• _Dataset_:
//! Common routines for handling input data.
use crate::id::{HasID, IDLike};
use crate::number::{parse_magnitude, try_parse_decorated_number};
use crate::units::{Dollars, Percent};
use anyhow::{Context, Result, bail, ensure};
use indexmap::IndexMap;
use serde::de::{Deserialize, DeserializeOwned, Deserializer};
use std::fs;
use std::path::Path;

pub mod commodity;
pub mod company;
pub mod forecast;
pub mod freight;
pub mod market;
pub mod port;
pub mod route;
pub mod shipbuilding;
pub mod vessel;

/// The separator used for list-valued columns in CSV files
const LIST_SEPARATOR: char = ';';

/// Read a series of type `T`s from a CSV file.
///
/// Will raise an error if the file is empty.
///
/// # Arguments
///
/// * `file_path` - Path to the CSV file
pub fn read_csv<T: DeserializeOwned>(file_path: &Path) -> Result<Vec<T>> {
    let vec = read_csv_internal(file_path)?;
    ensure!(!vec.is_empty(), "CSV file {} cannot be empty", file_path.display());

    Ok(vec)
}

fn read_csv_internal<T: DeserializeOwned>(file_path: &Path) -> Result<Vec<T>> {
    let vec = csv::ReaderBuilder::new()
        .trim(csv::Trim::All)
        .from_path(file_path)
        .with_context(|| input_err_msg(file_path))?
        .into_deserialize()
        .collect::<Result<Vec<T>, _>>()
        .with_context(|| input_err_msg(file_path))?;

    Ok(vec)
}

/// Parse a TOML file at the specified path.
///
/// # Arguments
///
/// * `file_path` - Path to the TOML file
///
/// # Returns
///
/// * The deserialised TOML data or an error if the file could not be read or parsed.
pub fn read_toml<T: DeserializeOwned>(file_path: &Path) -> Result<T> {
    let toml_str = fs::read_to_string(file_path).with_context(|| input_err_msg(file_path))?;
    let toml_data = toml::from_str(&toml_str).with_context(|| input_err_msg(file_path))?;
    Ok(toml_data)
}

/// Format an error message to include the file path. To be used with `anyhow::Context`.
pub fn input_err_msg<P: AsRef<Path>>(file_path: P) -> String {
    format!("Error reading {}", file_path.as_ref().display())
}

/// Read records with unique IDs from a CSV file, converting each raw row with `convert`.
///
/// # Returns
///
/// A map of records keyed by ID, in file order, or an error if a row could not be converted or an
/// ID appears more than once.
pub fn read_csv_id_file<Raw, T, ID, F>(file_path: &Path, convert: F) -> Result<IndexMap<ID, T>>
where
    Raw: DeserializeOwned,
    T: HasID<ID>,
    ID: IDLike,
    F: Fn(Raw) -> Result<T>,
{
    let mut map = IndexMap::new();
    for raw in read_csv::<Raw>(file_path)? {
        let record = convert(raw).with_context(|| input_err_msg(file_path))?;
        let id = record.get_id().clone();
        ensure!(
            map.insert(id.clone(), record).is_none(),
            "{}: Duplicate ID found: {id}",
            input_err_msg(file_path)
        );
    }

    Ok(map)
}

/// Split a list-valued cell (e.g. `"Iron Ore; Coal; Bauxite"`) into its trimmed, non-empty items
pub fn split_list(s: &str) -> Vec<String> {
    s.split(LIST_SEPARATOR)
        .map(str::trim)
        .filter(|item| !item.is_empty())
        .map(ToString::to_string)
        .collect()
}

/// Read a semicolon-separated list of strings
pub fn deserialise_list<'de, D>(deserialiser: D) -> Result<Vec<String>, D::Error>
where
    D: Deserializer<'de>,
{
    let value: String = Deserialize::deserialize(deserialiser)?;
    Ok(split_list(&value))
}

/// Parse a required figure from a decorated string, e.g. `"$25,500"`
pub fn parse_figure(s: &str) -> Result<f64> {
    let Some(value) = try_parse_decorated_number(s) else {
        bail!("No numeric value found in \"{s}\"");
    };

    Ok(value)
}

/// Parse an optional figure, where an empty cell or `N/A` means no value
pub fn parse_optional_figure(s: &str) -> Result<Option<f64>> {
    let s = s.trim();
    if s.is_empty() || s.eq_ignore_ascii_case("n/a") {
        return Ok(None);
    }

    parse_figure(s).map(Some)
}

/// Parse a figure with a magnitude suffix, e.g. `"$5.3 trillion/year"` or `"7M LDT"`
pub fn parse_magnitude_figure(s: &str) -> Result<f64> {
    let Some(value) = parse_magnitude(s) else {
        bail!("No numeric value found in \"{s}\"");
    };

    Ok(value)
}

/// Parse a percentage share (e.g. `"42%"` or `"~29%"`), checking that it is between 0 and 100
pub fn parse_share(s: &str) -> Result<Percent> {
    let share = Percent(parse_figure(s)?);
    ensure!(
        share.is_valid_share(),
        "Share must be between 0 and 100 (got \"{s}\")"
    );

    Ok(share)
}

/// Parse a non-negative count (e.g. `"800+ vessels"`)
pub fn parse_count(s: &str) -> Result<u32> {
    let value = parse_figure(s)?;
    ensure!(
        value >= 0.0 && value.fract() == 0.0 && value <= f64::from(u32::MAX),
        "Expected a whole, non-negative number (got \"{s}\")"
    );

    #[allow(clippy::cast_possible_truncation, clippy::cast_sign_loss)]
    Ok(value as u32)
}

/// Read a required decorated figure, e.g. `"$25,500"` or `"+112.5%"`
pub fn deserialise_figure<'de, D>(deserialiser: D) -> Result<f64, D::Error>
where
    D: Deserializer<'de>,
{
    let value: String = Deserialize::deserialize(deserialiser)?;
    parse_figure(&value).map_err(serde::de::Error::custom)
}

/// Read a signed percentage, e.g. `"-26.7%"`
pub fn deserialise_percent<'de, D>(deserialiser: D) -> Result<Percent, D::Error>
where
    D: Deserializer<'de>,
{
    deserialise_figure(deserialiser).map(Percent)
}

/// Read a percentage share, checking that it is between 0 and 100
pub fn deserialise_share<'de, D>(deserialiser: D) -> Result<Percent, D::Error>
where
    D: Deserializer<'de>,
{
    let value: String = Deserialize::deserialize(deserialiser)?;
    parse_share(&value).map_err(serde::de::Error::custom)
}

/// Read an amount of money as authored, e.g. `"$25,500"`
pub fn deserialise_dollars<'de, D>(deserialiser: D) -> Result<Dollars, D::Error>
where
    D: Deserializer<'de>,
{
    deserialise_figure(deserialiser).map(Dollars)
}

#[cfg(test)]
mod tests {
    use super::*;
    use crate::id::{GenericID, define_id_getter};
    use serde::Deserialize;
    use std::fs::File;
    use std::io::Write;
    use std::path::PathBuf;
    use tempfile::tempdir;

    #[derive(Debug, PartialEq, Deserialize)]
    struct Record {
        id: GenericID,
        #[serde(deserialize_with = "deserialise_figure")]
        value: f64,
        #[serde(deserialize_with = "deserialise_list")]
        tags: Vec<String>,
    }
    define_id_getter! {Record, GenericID, id}

    /// Create an example CSV file in dir_path
    fn create_csv_file(dir_path: &Path, contents: &str) -> PathBuf {
        let file_path = dir_path.join("test.csv");
        let mut file = File::create(&file_path).unwrap();
        writeln!(file, "{contents}").unwrap();
        file_path
    }

    #[test]
    fn test_read_csv() {
        let dir = tempdir().unwrap();
        let file_path = create_csv_file(
            dir.path(),
            "id,value,tags\nCapesize,\"$25,500\",Iron Ore; Coal\nVLCC, -23.6% ,",
        );
        let records: Vec<Record> = read_csv(&file_path).unwrap();
        assert_eq!(
            records,
            [
                Record {
                    id: "Capesize".into(),
                    value: 25_500.0,
                    tags: vec!["Iron Ore".into(), "Coal".into()]
                },
                Record {
                    id: "VLCC".into(),
                    value: -23.6,
                    tags: Vec::new()
                }
            ]
        );

        // File with no data rows
        let file_path = create_csv_file(dir.path(), "id,value,tags");
        assert!(read_csv::<Record>(&file_path).is_err());
    }

    #[test]
    fn test_read_csv_bad_figure() {
        let dir = tempdir().unwrap();
        let file_path = create_csv_file(dir.path(), "id,value,tags\nCapesize,N/A,");
        let err = read_csv::<Record>(&file_path).unwrap_err();
        assert_eq!(err.to_string(), input_err_msg(&file_path));
        assert!(format!("{err:#}").contains("No numeric value found in \"N/A\""));
    }

    #[test]
    fn test_read_csv_id_file() {
        let dir = tempdir().unwrap();
        let file_path = create_csv_file(dir.path(), "id,value,tags\nA,1,\nB,2,");
        let map = read_csv_id_file(&file_path, |raw: Record| Ok(raw)).unwrap();
        assert_eq!(map.len(), 2);
        assert_eq!(map.get_index(0).unwrap().0, &GenericID::new("A"));

        let file_path = create_csv_file(dir.path(), "id,value,tags\nA,1,\nA,2,");
        let result = read_csv_id_file(&file_path, |raw: Record| Ok(raw));
        assert!(
            result
                .unwrap_err()
                .to_string()
                .ends_with("Duplicate ID found: A")
        );
    }

    #[test]
    fn test_read_toml() {
        #[derive(Debug, Deserialize, PartialEq)]
        struct Parameters {
            name: String,
        }

        let dir = tempdir().unwrap();
        let file_path = dir.path().join("dataset.toml");
        {
            let mut file = File::create(&file_path).unwrap();
            writeln!(file, "name = \"reference\"").unwrap();
        }
        let parameters: Parameters = read_toml(&file_path).unwrap();
        assert_eq!(parameters.name, "reference");

        assert!(read_toml::<Parameters>(&dir.path().join("missing.toml")).is_err());
    }

    #[test]
    fn test_split_list() {
        assert_eq!(split_list(" a ;b;; c "), ["a", "b", "c"]);
        assert!(split_list("").is_empty());
    }

    #[test]
    fn test_parse_optional_figure() {
        assert_eq!(parse_optional_figure("49.7M TEU").unwrap(), Some(49.7));
        assert_eq!(parse_optional_figure("N/A").unwrap(), None);
        assert_eq!(parse_optional_figure(" ").unwrap(), None);
        assert!(parse_optional_figure("unknown").is_err());
    }

    #[test]
    fn test_parse_share() {
        assert_eq!(parse_share("42%").unwrap(), Percent(42.0));
        assert_eq!(parse_share("~29%").unwrap(), Percent(29.0));
        assert!(parse_share("-3%").is_err());
        assert!(parse_share("140%").is_err());
    }

    #[test]
    fn test_parse_count() {
        assert_eq!(parse_count("3,200+ vessels").unwrap(), 3200);
        assert!(parse_count("2.5 vessels").is_err());
        assert!(parse_count("-1").is_err());
    }

    #[test]
    fn test_parse_magnitude_figure() {
        assert_eq!(parse_magnitude_figure("7M LDT").unwrap(), 7e6);
        assert!(parse_magnitude_figure("N/A").is_err());
    }
}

• _About this exercise_:
In restating the data, begin at its first line, reproduce each line word for word, and conclude with the line that contains "use std::path::Path;".

• _Response below_:
//! Common routines for handling input data.
use crate::id::{HasID, IDLike};
use crate::number::{parse_magnitude, try_parse_decorated_number};
use crate::units::{Dollars, Percent};
use anyhow::{Context, Result, bail, ensure};
use indexmap::IndexMap;
use serde::de::{Deserialize, DeserializeOwned, Deserializer};
use std::fs;
use std::path::Path;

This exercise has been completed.